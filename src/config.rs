//! Command-line arguments and the run configuration derived from them.
//!
//! Everything the switch needs is resolved once at startup into an immutable
//! [`RunOptions`] and passed by reference from there on.
//!
//! ## Testing
//!
//! The `GSWITCH_GCLOUD` and `GSWITCH_KUBECTL` environment variables override
//! the executables that get invoked, so tests can point them at stubs.

use std::env;
use std::path::{Path, PathBuf};

use clap::Parser;
use clap_complete::Shell;

use crate::error::SwitchError;

/// Environment variable naming the service-account key file.
pub const CREDENTIALS_ENV: &str = "GOOGLE_APPLICATION_CREDENTIALS";

/// Switch gcloud identity, project and kubectl credentials in one command.
#[derive(Parser, Debug, Clone)]
#[command(name = "gswitch")]
#[command(author, version, about, long_about = None)]
pub struct Args {
    /// Project ID for gcloud configuration. Ignored when using a service account
    #[arg(short, long, default_value = "")]
    pub project: String,

    /// Do not authenticate user. Use previous identity
    #[arg(long)]
    pub no_auth: bool,

    /// Use service account from GOOGLE_APPLICATION_CREDENTIALS instead of a
    /// Google account. This option overrides --project and --no-auth
    #[arg(long)]
    pub use_service_account: bool,

    /// Do not launch a browser for authorization. Prints a URL to copy instead
    #[arg(long)]
    pub no_launch_browser: bool,

    /// gcloud configuration to activate before anything else
    #[arg(long, default_value = "default")]
    pub configuration: String,

    /// Treat malformed credentials or cluster list JSON as an error
    #[arg(long)]
    pub strict: bool,

    /// Log level (trace, debug, info, warn, error)
    #[arg(long, default_value = "info", env = "GSWITCH_LOG_LEVEL")]
    pub log_level: String,

    /// Print shell completions and exit
    #[arg(long, value_enum, value_name = "SHELL")]
    pub completions: Option<Shell>,

    /// gcloud executable
    #[arg(long, default_value = "gcloud", env = "GSWITCH_GCLOUD", hide = true)]
    pub gcloud_bin: String,

    /// kubectl executable
    #[arg(long, default_value = "kubectl", env = "GSWITCH_KUBECTL", hide = true)]
    pub kubectl_bin: String,
}

/// Presence probe for gcloud.
pub const GCLOUD_PROBE: &[&str] = &["version"];

/// Presence probe for kubectl. `--client` keeps it from contacting a cluster,
/// so it succeeds before any kube context exists.
pub const KUBECTL_PROBE: &[&str] = &["version", "--client"];

/// External executables invoked by the switch.
#[derive(Debug, Clone, PartialEq, Eq)]
pub struct Tools {
    pub gcloud: String,
    pub kubectl: String,
}

impl Default for Tools {
    fn default() -> Self {
        Self {
            gcloud: "gcloud".to_string(),
            kubectl: "kubectl".to_string(),
        }
    }
}

/// How the user gets authenticated.
#[derive(Debug, Clone, PartialEq, Eq)]
pub enum AuthMode {
    /// Service-account key file; replaces login and `--project`.
    ServiceAccount,
    /// Interactive `gcloud auth login` unless `skip_login`, then optional project.
    Interactive {
        skip_login: bool,
        no_launch_browser: bool,
        project: Option<String>,
    },
}

/// Immutable configuration for one invocation.
#[derive(Debug, Clone, PartialEq, Eq)]
pub struct RunOptions {
    pub auth: AuthMode,
    pub configuration: String,
    pub strict: bool,
    /// Value of `GOOGLE_APPLICATION_CREDENTIALS`, `None` if unset or blank.
    pub credentials_path: Option<PathBuf>,
    pub tools: Tools,
}

impl RunOptions {
    /// Builds options from arguments and the process environment.
    pub fn from_args(args: Args) -> Self {
        Self::from_args_with_env(args, |key| env::var(key).ok())
    }

    /// Builds options from arguments, reading variables through `lookup`.
    pub fn from_args_with_env<F>(args: Args, lookup: F) -> Self
    where
        F: Fn(&str) -> Option<String>,
    {
        let auth = if args.use_service_account {
            AuthMode::ServiceAccount
        } else {
            AuthMode::Interactive {
                skip_login: args.no_auth,
                no_launch_browser: args.no_launch_browser,
                project: non_blank(args.project),
            }
        };

        Self {
            auth,
            configuration: args.configuration,
            strict: args.strict,
            credentials_path: lookup(CREDENTIALS_ENV)
                .and_then(non_blank)
                .map(PathBuf::from),
            tools: Tools {
                gcloud: args.gcloud_bin,
                kubectl: args.kubectl_bin,
            },
        }
    }

    /// Path of the service-account key file, required by the service-account flow.
    pub fn credentials_path(&self) -> Result<&Path, SwitchError> {
        self.credentials_path
            .as_deref()
            .ok_or(SwitchError::CredentialsUnset)
    }
}

fn non_blank(s: String) -> Option<String> {
    if s.trim().is_empty() { None } else { Some(s) }
}

#[cfg(test)]
mod tests {
    use super::*;

    fn parse(argv: &[&str]) -> Args {
        let mut full = vec!["gswitch"];
        full.extend_from_slice(argv);
        Args::try_parse_from(full).expect("valid arguments")
    }

    fn no_env(_: &str) -> Option<String> {
        None
    }

    #[test]
    fn test_defaults() {
        let args = parse(&[]);
        assert_eq!(args.project, "");
        assert_eq!(args.configuration, "default");
        assert!(!args.no_auth && !args.use_service_account && !args.no_launch_browser);

        let opts = RunOptions::from_args_with_env(args, no_env);
        assert_eq!(
            opts.auth,
            AuthMode::Interactive {
                skip_login: false,
                no_launch_browser: false,
                project: None,
            }
        );
        assert_eq!(opts.credentials_path, None);
    }

    #[test]
    fn test_short_project_flag() {
        let opts = RunOptions::from_args_with_env(parse(&["-p", "proj-1", "--no-auth"]), no_env);
        assert_eq!(
            opts.auth,
            AuthMode::Interactive {
                skip_login: true,
                no_launch_browser: false,
                project: Some("proj-1".to_string()),
            }
        );
    }

    #[test]
    fn test_service_account_overrides_project_and_no_auth() {
        let args = parse(&["--project", "ignored", "--no-auth", "--use-service-account"]);
        let opts = RunOptions::from_args_with_env(args, no_env);
        assert_eq!(opts.auth, AuthMode::ServiceAccount);
    }

    #[test]
    fn test_blank_credentials_env_is_unset() {
        let opts = RunOptions::from_args_with_env(parse(&[]), |_| Some("   ".to_string()));
        assert_eq!(opts.credentials_path, None);
        assert!(matches!(
            opts.credentials_path(),
            Err(SwitchError::CredentialsUnset)
        ));
    }

    #[test]
    fn test_credentials_env_is_read() {
        let opts = RunOptions::from_args_with_env(parse(&[]), |key| {
            (key == CREDENTIALS_ENV).then(|| "/tmp/key.json".to_string())
        });
        assert_eq!(opts.credentials_path, Some(PathBuf::from("/tmp/key.json")));
    }

    #[test]
    fn test_blank_project_is_none() {
        let opts = RunOptions::from_args_with_env(parse(&["-p", " "]), no_env);
        assert!(matches!(opts.auth, AuthMode::Interactive { project: None, .. }));
    }
}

- - - -

WHAT THE TASK ASKS: Nothing should be dropped: transcribe all the material exactly.

WRITTEN SOLUTION:
filename src/config.rs
//! Command-line arguments and the run configuration derived from them.
//!
//! Everything the switch needs is resolved once at startup into an immutable
//! [`RunOptions`] and passed by reference from there on.
//!
//! ## Testing
//!
//! The `GSWITCH_GCLOUD` and `GSWITCH_KUBECTL` environment variables override
//! the executables that get invoked, so tests can point them at stubs.

use std::env;
use std::path::{Path, PathBuf};

use clap::Parser;
use clap_complete::Shell;

use crate::error::SwitchError;

/// Environment variable naming the service-account key file.
pub const CREDENTIALS_ENV: &str = "GOOGLE_APPLICATION_CREDENTIALS";

/// Switch gcloud identity, project and kubectl credentials in one command.
#[derive(Parser, Debug, Clone)]
#[command(name = "gswitch")]
#[command(author, version, about, long_about = None)]
pub struct Args {
    /// Project ID for gcloud configuration. Ignored when using a service account
    #[arg(short, long, default_value = "")]
    pub project: String,

    /// Do not authenticate user. Use previous identity
    #[arg(long)]
    pub no_auth: bool,

    /// Use service account from GOOGLE_APPLICATION_CREDENTIALS instead of a
    /// Google account. This option overrides --project and --no-auth
    #[arg(long)]
    pub use_service_account: bool,

    /// Do not launch a browser for authorization. Prints a URL to copy instead
    #[arg(long)]
    pub no_launch_browser: bool,

    /// gcloud configuration to activate before anything else
    #[arg(long, default_value = "default")]
    pub configuration: String,

    /// Treat malformed credentials or cluster list JSON as an error
    #[arg(long)]
    pub strict: bool,

    /// Log level (trace, debug, info, warn, error)
    #[arg(long, default_value = "info", env = "GSWITCH_LOG_LEVEL")]
    pub log_level: String,

    /// Print shell completions and exit
    #[arg(long, value_enum, value_name = "SHELL")]
    pub completions: Option<Shell>,

    /// gcloud executable
    #[arg(long, default_value = "gcloud", env = "GSWITCH_GCLOUD", hide = true)]
    pub gcloud_bin: String,

    /// kubectl executable
    #[arg(long, default_value = "kubectl", env = "GSWITCH_KUBECTL", hide = true)]
    pub kubectl_bin: String,
}

/// Presence probe for gcloud.
pub const GCLOUD_PROBE: &[&str] = &["version"];

/// Presence probe for kubectl. `--client` keeps it from contacting a cluster,
/// so it succeeds before any kube context exists.
pub const KUBECTL_PROBE: &[&str] = &["version", "--client"];

/// External executables invoked by the switch.
#[derive(Debug, Clone, PartialEq, Eq)]
pub struct Tools {
    pub gcloud: String,
    pub kubectl: String,
}

impl Default for Tools {
    fn default() -> Self {
        Self {
            gcloud: "gcloud".to_string(),
            kubectl: "kubectl".to_string(),
        }
    }
}

/// How the user gets authenticated.
#[derive(Debug, Clone, PartialEq, Eq)]
pub enum AuthMode {
    /// Service-account key file; replaces login and `--project`.
    ServiceAccount,
    /// Interactive `gcloud auth login` unless `skip_login`, then optional project.
    Interactive {
        skip_login: bool,
        no_launch_browser: bool,
        project: Option<String>,
    },
}

/// Immutable configuration for one invocation.
#[derive(Debug, Clone, PartialEq, Eq)]
pub struct RunOptions {
    pub auth: AuthMode,
    pub configuration: String,
    pub strict: bool,
    /// Value of `GOOGLE_APPLICATION_CREDENTIALS`, `None` if unset or blank.
    pub credentials_path: Option<PathBuf>,
    pub tools: Tools,
}

impl RunOptions {
    /// Builds options from arguments and the process environment.
    pub fn from_args(args: Args) -> Self {
        Self::from_args_with_env(args, |key| env::var(key).ok())
    }

    /// Builds options from arguments, reading variables through `lookup`.
    pub fn from_args_with_env<F>(args: Args, lookup: F) -> Self
    where
        F: Fn(&str) -> Option<String>,
    {
        let auth = if args.use_service_account {
            AuthMode::ServiceAccount
        } else {
            AuthMode::Interactive {
                skip_login: args.no_auth,
                no_launch_browser: args.no_launch_browser,
                project: non_blank(args.project),
            }
        };

        Self {
            auth,
            configuration: args.configuration,
            strict: args.strict,
            credentials_path: lookup(CREDENTIALS_ENV)
                .and_then(non_blank)
                .map(PathBuf::from),
            tools: Tools {
                gcloud: args.gcloud_bin,
                kubectl: args.kubectl_bin,
            },
        }
    }

    /// Path of the service-account key file, required by the service-account flow.
    pub fn credentials_path(&self) -> Result<&Path, SwitchError> {
        self.credentials_path
            .as_deref()
            .ok_or(SwitchError::CredentialsUnset)
    }
}

fn non_blank(s: String) -> Option<String> {
    if s.trim().is_empty() { None } else { Some(s) }
}

#[cfg(test)]
mod tests {
    use super::*;

    fn parse(argv: &[&str]) -> Args {
        let mut full = vec!["gswitch"];
        full.extend_from_slice(argv);
        Args::try_parse_from(full).expect("valid arguments")
    }

    fn no_env(_: &str) -> Option<String> {
        None
    }

    #[test]
    fn test_defaults() {
        let args = parse(&[]);
        assert_eq!(args.project, "");
        assert_eq!(args.configuration, "default");
        assert!(!args.no_auth && !args.use_service_account && !args.no_launch_browser);

        let opts = RunOptions::from_args_with_env(args, no_env);
        assert_eq!(
            opts.auth,
            AuthMode::Interactive {
                skip_login: false,
                no_launch_browser: false,
                project: None,
            }
        );
        assert_eq!(opts.credentials_path, None);
    }

    #[test]
    fn test_short_project_flag() {
        let opts = RunOptions::from_args_with_env(parse(&["-p", "proj-1", "--no-auth"]), no_env);
        assert_eq!(
            opts.auth,
            AuthMode::Interactive {
                skip_login: true,
                no_launch_browser: false,
                project: Some("proj-1".to_string()),
            }
        );
    }

    #[test]
    fn test_service_account_overrides_project_and_no_auth() {
        let args = parse(&["--project", "ignored", "--no-auth", "--use-service-account"]);
        let opts = RunOptions::from_args_with_env(args, no_env);
        assert_eq!(opts.auth, AuthMode::ServiceAccount);
    }

    #[test]
    fn test_blank_credentials_env_is_unset() {
        let opts = RunOptions::from_args_with_env(parse(&[]), |_| Some("   ".to_string()));
        assert_eq!(opts.credentials_path, None);
        assert!(matches!(
            opts.credentials_path(),
            Err(SwitchError::CredentialsUnset)
        ));
    }

    #[test]
    fn test_credentials_env_is_read() {
        let opts = RunOptions::from_args_with_env(parse(&[]), |key| {
            (key == CREDENTIALS_ENV).then(|| "/tmp/key.json".to_string())
        });
        assert_eq!(opts.credentials_path, Some(PathBuf::from("/tmp/key.json")));
    }

    #[test]
    fn test_blank_project_is_none() {
        let opts = RunOptions::from_args_with_env(parse(&["-p", " "]), no_env);
        assert!(matches!(opts.auth, AuthMode::Interactive { project: None, .. }));
    }
}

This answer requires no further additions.